I don't really like a lot of bulk on guys as far as muscles go. I understand the bit about making a girl feel safe. I tend to be attracted to taller guys [rather than huge muscles] for this reason because it gives off the feeling of being bigger than me in general. I can take care of myself in most situations, but it's still a nice feeling. When girls say those things, it generally means, 'I'm attracted to ____, but not necessarily unattracted to someone not as ____.' Does that make sense?
And I've never been interested in anyone I can't have an intelligent conversation with, or who can't make me laugh. So personality is indeed the most important thing overall.
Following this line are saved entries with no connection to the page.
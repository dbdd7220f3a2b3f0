//! Session error types
//!
//! A missing or expired session is not an error: store lookups return
//! `Option`/`bool` for that case. The variants below are the conditions a
//! caller has to react to.

use std::fmt;

/// Errors that can occur during session operations
#[derive(Debug, Clone, PartialEq)]
pub enum SessionError {
    /// The secure random source could not produce an identifier
    Entropy(String),
    /// The store found itself in an inconsistent state
    Corruption(String),
    /// Writing session state back to the store failed
    Persistence(String),
    /// A value could not be converted to or from JSON
    Serialization(String),
}

impl SessionError {
    /// Whether the error means session isolation can no longer be trusted.
    pub fn is_fatal(&self) -> bool {
        matches!(self, SessionError::Entropy(_) | SessionError::Corruption(_))
    }

    /// Wrap a store failure that happened while persisting a request's changes.
    pub(crate) fn persistence(context: &str, err: SessionError) -> Self {
        match err {
            SessionError::Persistence(_) => err,
            other => SessionError::Persistence(format!("{}: {}", context, other)),
        }
    }
}

impl fmt::Display for SessionError {
    fn fmt(&self, f: &mut fmt::Formatter<'_>) -> fmt::Result {
        match self {
            SessionError::Entropy(msg) => write!(f, "Entropy source failure: {}", msg),
            SessionError::Corruption(msg) => write!(f, "Session store corrupted: {}", msg),
            SessionError::Persistence(msg) => write!(f, "Failed to save session: {}", msg),
            SessionError::Serialization(msg) => write!(f, "Serialization error: {}", msg),
        }
    }
}

impl std::error::Error for SessionError {}

impl From<serde_json::Error> for SessionError {
    fn from(err: serde_json::Error) -> Self {
        SessionError::Serialization(err.to_string())
    }
}

impl From<rand::Error> for SessionError {
    fn from(err: rand::Error) -> Self {
        SessionError::Entropy(err.to_string())
    }
}
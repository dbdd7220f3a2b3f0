//! Signed session cookie values
//!
//! Cookie values use the express-session layout `s:<id>.<mac>`, where `<mac>`
//! is the unpadded standard base64 of HMAC-SHA256 over `<id>`. Node apps using
//! `cookie-signature` with the same secret accept these cookies and vice versa.

use base64::{engine::general_purpose::STANDARD_NO_PAD, Engine};
use hmac::{Hmac, Mac};
use sha2::Sha256;

type HmacSha256 = Hmac<Sha256>;

const PREFIX: &str = "s:";

/// Signs with the first secret and verifies against all of them
#[derive(Clone, Debug)]
pub struct CookieSigner {
    secrets: Vec<String>,
}

impl CookieSigner {
    /// Secrets in order of preference; the first one signs new cookies.
    pub fn new(secrets: Vec<String>) -> Self {
        Self { secrets }
    }

    /// Produce `s:<value>.<mac>`, or `None` when no secret is configured.
    pub fn sign(&self, value: &str) -> Option<String> {
        let secret = self.secrets.first()?;
        let tag = STANDARD_NO_PAD.encode(mac(secret, value).finalize().into_bytes());
        Some(format!("{}{}.{}", PREFIX, value, tag))
    }

    /// Recover the value from a signed cookie if any secret verifies it.
    pub fn unsign(&self, signed: &str) -> Option<String> {
        let (value, tag) = signed.strip_prefix(PREFIX)?.rsplit_once('.')?;
        let tag = STANDARD_NO_PAD.decode(tag).ok()?;
        self.secrets
            .iter()
            .any(|secret| mac(secret, value).verify_slice(&tag).is_ok())
            .then(|| value.to_string())
    }

    /// URL-decode a raw cookie value, then unsign it.
    pub fn unsign_cookie(&self, raw: &str) -> Option<String> {
        let decoded = urlencoding::decode(raw)
            .map(|d| d.into_owned())
            .unwrap_or_else(|_| raw.to_string());
        self.unsign(&decoded)
    }
}

fn mac(secret: &str, value: &str) -> HmacSha256 {
    let mut mac = <HmacSha256 as Mac>::new_from_slice(secret.as_bytes())
        .expect("HMAC can take key of any size");
    mac.update(value.as_bytes());
    mac
}
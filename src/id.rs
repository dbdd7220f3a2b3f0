//! Session identifier generation
//!
//! Identifiers follow the shape of `uid-safe(24)` used by express-session:
//! 24 bytes from the OS random source, base64url encoded without padding.

use base64::{engine::general_purpose::URL_SAFE_NO_PAD, Engine};
use rand::rngs::OsRng;
use rand::RngCore;
use serde::{Deserialize, Serialize};
use std::fmt;

use crate::error::SessionError;

/// Number of random bytes behind every identifier (192 bits).
pub const ID_BYTES: usize = 24;

/// Length of the encoded identifier.
pub const ID_LEN: usize = 32;

/// Opaque, unguessable session identifier
#[derive(Debug, Clone, PartialEq, Eq, Hash, PartialOrd, Ord, Serialize, Deserialize)]
#[serde(transparent)]
pub struct SessionId(String);

impl SessionId {
    /// Generate a fresh identifier from the OS random source.
    ///
    /// Fails only when the entropy source itself fails, which callers must
    /// treat as fatal.
    pub fn generate() -> Result<Self, SessionError> {
        let mut bytes = [0u8; ID_BYTES];
        OsRng.try_fill_bytes(&mut bytes)?;
        Ok(Self(URL_SAFE_NO_PAD.encode(bytes)))
    }

    /// Accept a client-presented identifier if it has the generated shape.
    pub fn parse(candidate: &str) -> Option<Self> {
        let well_formed = candidate.len() == ID_LEN
            && candidate
                .bytes()
                .all(|b| b.is_ascii_alphanumeric() || b == b'-' || b == b'_');
        well_formed.then(|| Self(candidate.to_string()))
    }

    pub fn as_str(&self) -> &str {
        &self.0
    }
}

impl fmt::Display for SessionId {
    fn fmt(&self, f: &mut fmt::Formatter<'_>) -> fmt::Result {
        f.write_str(&self.0)
    }
}

impl AsRef<str> for SessionId {
    fn as_ref(&self) -> &str {
        &self.0
    }
}
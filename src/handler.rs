//! Salvo middleware driving the session gateway

use salvo_core::http::cookie::{self, Cookie};
use salvo_core::http::header::CONTENT_TYPE;
use salvo_core::prelude::*;
use std::sync::Arc;

use crate::config::{SameSite, SessionConfig};
use crate::cookie_signature::CookieSigner;
use crate::depot_ext::attach_session;
use crate::gateway::{CookieDirective, SessionGateway};
use crate::id::SessionId;
use crate::store::{MemoryStore, SessionStore, SweeperHandle};

/// Session middleware
///
/// Reads the signed session cookie, attaches a [`crate::Session`] to the
/// depot for the rest of the chain, and after the chain has run writes the
/// session back and sets or clears the cookie as needed.
#[derive(Clone)]
pub struct SessionHandler {
    gateway: SessionGateway,
    signer: CookieSigner,
    config: Arc<SessionConfig>,
    sweeper: Option<Arc<SweeperHandle>>,
}

impl SessionHandler {
    /// Create a session handler over any store
    pub fn new<S: SessionStore>(store: S, config: SessionConfig) -> Self {
        Self {
            gateway: SessionGateway::new(store).with_rolling(config.rolling),
            signer: CookieSigner::new(config.secrets.clone()),
            config: Arc::new(config),
            sweeper: None,
        }
    }

    /// Create a session handler with its own in-memory store
    ///
    /// When `sweep_interval` is configured and a tokio runtime is running, a
    /// background sweep lives as long as the handler.
    pub fn memory(config: SessionConfig) -> Self {
        let store = MemoryStore::with_config(config.store.clone());
        let sweeper = config
            .sweep_interval
            .and_then(|interval| store.spawn_sweeper(interval))
            .map(Arc::new);
        Self {
            sweeper,
            ..Self::new(store, config)
        }
    }

    pub fn gateway(&self) -> &SessionGateway {
        &self.gateway
    }

    /// Whether a background sweep is attached to this handler
    pub fn is_sweeping(&self) -> bool {
        self.sweeper.as_ref().is_some_and(|s| !s.is_finished())
    }

    /// Get session ID from cookie
    fn session_id_from_cookie(&self, req: &Request) -> Option<String> {
        let cookie = req.cookie(&self.config.cookie_name)?;
        self.signer.unsign_cookie(cookie.value())
    }

    /// Set session cookie on response
    fn set_session_cookie(&self, res: &mut Response, id: &SessionId) {
        let Some(signed) = self.signer.sign(id.as_str()) else {
            tracing::error!("No secret configured, cannot issue session cookie");
            return;
        };

        let mut builder = Cookie::build((self.config.cookie_name.clone(), signed))
            .path(self.config.cookie_path.clone())
            .http_only(self.config.cookie_http_only)
            .secure(self.config.cookie_secure)
            .max_age(cookie::time::Duration::seconds(self.config.max_age_secs()))
            .same_site(match self.config.cookie_same_site {
                SameSite::Strict => cookie::SameSite::Strict,
                SameSite::Lax => cookie::SameSite::Lax,
                SameSite::None => cookie::SameSite::None,
            });

        if let Some(domain) = self.config.cookie_domain.clone() {
            builder = builder.domain(domain);
        }

        res.add_cookie(builder.build());
    }

    /// Remove session cookie
    fn remove_session_cookie(&self, res: &mut Response) {
        let cookie = Cookie::build(self.config.cookie_name.clone())
            .path(self.config.cookie_path.clone())
            .max_age(cookie::time::Duration::ZERO)
            .build();

        res.add_cookie(cookie);
    }
}

#[async_trait]
impl Handler for SessionHandler {
    async fn handle(&self, req: &mut Request, depot: &mut Depot, res: &mut Response, ctrl: &mut FlowCtrl) {
        let candidate = self.session_id_from_cookie(req);
        let session = match self.gateway.load(candidate.as_deref()).await {
            Ok(session) => session,
            Err(e) => {
                tracing::error!("Failed to load session: {}", e);
                res.status_code(StatusCode::INTERNAL_SERVER_ERROR);
                ctrl.skip_rest();
                return;
            }
        };

        attach_session(depot, session.clone());

        ctrl.call_next(req, depot, res).await;

        match self.gateway.commit(&session).await {
            Ok(CookieDirective::Set(id)) => self.set_session_cookie(res, &id),
            Ok(CookieDirective::Clear) => self.remove_session_cookie(res),
            Ok(CookieDirective::None) => {}
            Err(e) => {
                tracing::error!("Failed to save session: {}", e);
                // The route's body describes work that did not stick.
                res.take_body();
                res.headers_mut().remove(CONTENT_TYPE);
                res.status_code(StatusCode::INTERNAL_SERVER_ERROR);
                res.render(Text::Plain("Failed to save session."));
            }
        }
    }
}
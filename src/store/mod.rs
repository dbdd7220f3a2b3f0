//! Session store implementations

mod memory;
mod traits;

pub use memory::{MemoryStore, SweeperHandle};
pub use traits::{FieldChanges, SessionStore};
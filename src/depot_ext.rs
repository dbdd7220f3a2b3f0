//! Depot access to the request's session

use salvo_core::Depot;

use crate::session::Session;

const SESSION_KEY: &str = "salvo.session.handle";

/// Reach the session that [`crate::SessionHandler`] attached to the request
pub trait SessionDepotExt {
    fn session(&self) -> Option<&Session>;

    /// Owned handle to the same session
    ///
    /// The handle shares state with the middleware's copy, so writes made
    /// through it are committed when the request finishes. Useful when the
    /// session must outlive the depot borrow, e.g. across an `.await`.
    fn session_handle(&self) -> Option<Session>;
}

impl SessionDepotExt for Depot {
    fn session(&self) -> Option<&Session> {
        self.get::<Session>(SESSION_KEY).ok()
    }

    fn session_handle(&self) -> Option<Session> {
        self.session().cloned()
    }
}

pub(crate) fn attach_session(depot: &mut Depot, session: Session) {
    depot.insert(SESSION_KEY, session);
}
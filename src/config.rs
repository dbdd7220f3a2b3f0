//! Session configuration

use std::time::Duration;

/// Default idle lifetime of a session (24 hours).
pub const DEFAULT_IDLE_TTL: Duration = Duration::from_secs(60 * 60 * 24);

/// How a record's expiration deadline is computed
#[derive(Clone, Copy, Debug, Default, PartialEq, Eq)]
pub enum ExpirationMode {
    /// Deadline moves forward on every access: `last_accessed_at + idle_ttl`
    #[default]
    Sliding,
    /// Deadline is fixed at creation: `created_at + idle_ttl`
    Absolute,
}

/// Settings owned by the store itself
#[derive(Clone, Debug)]
pub struct StoreConfig {
    /// How long a session may live without being touched
    pub idle_ttl: Duration,

    /// Sliding or absolute expiration
    pub expiration: ExpirationMode,

    /// Number of independently locked shards (default: 16)
    pub shards: usize,
}

impl Default for StoreConfig {
    fn default() -> Self {
        Self {
            idle_ttl: DEFAULT_IDLE_TTL,
            expiration: ExpirationMode::Sliding,
            shards: 16,
        }
    }
}

impl StoreConfig {
    pub fn with_idle_ttl(mut self, ttl: Duration) -> Self {
        self.idle_ttl = ttl;
        self
    }

    pub fn with_expiration(mut self, mode: ExpirationMode) -> Self {
        self.expiration = mode;
        self
    }

    /// Set the shard count; zero is bumped to one.
    pub fn with_shards(mut self, shards: usize) -> Self {
        self.shards = shards.max(1);
        self
    }
}

/// Configuration for the session middleware
#[derive(Clone, Debug)]
pub struct SessionConfig {
    /// Secret key(s) for signing cookies.
    /// The first secret is used for signing new cookies.
    /// All secrets are tried when verifying signatures (for secret rotation).
    pub secrets: Vec<String>,

    /// Name of the session cookie (default: "connect.sid")
    pub cookie_name: String,

    /// Cookie path (default: "/")
    pub cookie_path: String,

    /// Cookie domain (default: None - current domain only)
    pub cookie_domain: Option<String>,

    /// HttpOnly flag for cookie (default: true)
    pub cookie_http_only: bool,

    /// Secure flag for cookie (default: false)
    pub cookie_secure: bool,

    /// SameSite attribute for cookie
    pub cookie_same_site: SameSite,

    /// Store settings; `idle_ttl` is also the cookie Max-Age
    pub store: StoreConfig,

    /// Interval of the background sweep (default: None - lazy expiration only)
    pub sweep_interval: Option<Duration>,

    /// Whether to refresh the cookie on every request that has a session (default: false)
    pub rolling: bool,
}

/// SameSite cookie attribute
#[derive(Clone, Debug, PartialEq)]
pub enum SameSite {
    /// Strict - cookie only sent for same-site requests
    Strict,
    /// Lax - cookie sent for same-site requests and top-level navigations
    Lax,
    /// None - cookie sent for all requests (requires Secure)
    None,
}

impl Default for SessionConfig {
    fn default() -> Self {
        Self {
            secrets: vec!["keyboard cat".to_string()],
            cookie_name: "connect.sid".to_string(),
            cookie_path: "/".to_string(),
            cookie_domain: None,
            cookie_http_only: true,
            cookie_secure: false,
            cookie_same_site: SameSite::Lax,
            store: StoreConfig::default(),
            sweep_interval: None,
            rolling: false,
        }
    }
}

impl SessionConfig {
    /// Create a new session configuration with the given secret
    pub fn new<S: Into<String>>(secret: S) -> Self {
        Self {
            secrets: vec![secret.into()],
            ..Default::default()
        }
    }

    /// Create a new session configuration with multiple secrets for rotation
    pub fn with_secrets<I, S>(secrets: I) -> Self
    where
        I: IntoIterator<Item = S>,
        S: Into<String>,
    {
        Self {
            secrets: secrets.into_iter().map(|s| s.into()).collect(),
            ..Default::default()
        }
    }

    /// Set the cookie name (default: "connect.sid")
    pub fn with_cookie_name<S: Into<String>>(mut self, name: S) -> Self {
        self.cookie_name = name.into();
        self
    }

    /// Set the cookie path (default: "/")
    pub fn with_cookie_path<S: Into<String>>(mut self, path: S) -> Self {
        self.cookie_path = path.into();
        self
    }

    /// Set the cookie domain
    pub fn with_cookie_domain<S: Into<String>>(mut self, domain: S) -> Self {
        self.cookie_domain = Some(domain.into());
        self
    }

    pub fn with_http_only(mut self, http_only: bool) -> Self {
        self.cookie_http_only = http_only;
        self
    }

    pub fn with_secure(mut self, secure: bool) -> Self {
        self.cookie_secure = secure;
        self
    }

    pub fn with_same_site(mut self, same_site: SameSite) -> Self {
        self.cookie_same_site = same_site;
        self
    }

    /// Set the idle TTL (default: 24 hours)
    pub fn with_idle_ttl(mut self, ttl: Duration) -> Self {
        self.store.idle_ttl = ttl;
        self
    }

    /// Set sliding or absolute expiration (default: sliding)
    pub fn with_expiration(mut self, mode: ExpirationMode) -> Self {
        self.store.expiration = mode;
        self
    }

    /// Run a background sweep at the given interval
    pub fn with_sweep_interval(mut self, interval: impl Into<Option<Duration>>) -> Self {
        self.sweep_interval = interval.into();
        self
    }

    /// Set whether to refresh the cookie on every request (default: false)
    pub fn with_rolling(mut self, rolling: bool) -> Self {
        self.rolling = rolling;
        self
    }

    /// Cookie Max-Age in whole seconds, rounded up and never zero
    ///
    /// Max-Age=0 means "delete", so a live session always gets at least one second.
    pub fn max_age_secs(&self) -> i64 {
        let ttl = self.store.idle_ttl;
        let secs = ttl
            .as_secs()
            .saturating_add(u64::from(ttl.subsec_nanos() > 0))
            .max(1);
        i64::try_from(secs).unwrap_or(i64::MAX)
    }
}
In think it all depends on the person. Personally their has been a couple times where I wasn't physically attracted to somebody but fell in love with the person because of their amazing personality and how much we had in common. Yet, I have also only started dating a guy because I was physically attracted to him (I know shallow), and as the time went by I noticed that because of his looks he thought he was better than everyone, and he turned out to be a very evil person. Based on my experience I noticed that yes women do at first look at the persons physical attributes, but it the persons personality that makes you stick around. I have never heard somebody say that they stuck with a person for twenty years just because he or she was hot.
i would prefer a guy with good personality and character over a guy who only looks hot anytime! if he has a good personality and good looks, then good looks are a bonus!
I say looks to get my attention, and the personality to keep it.
A guy doesn't have to be muscular, he can be just as attractive otherwise.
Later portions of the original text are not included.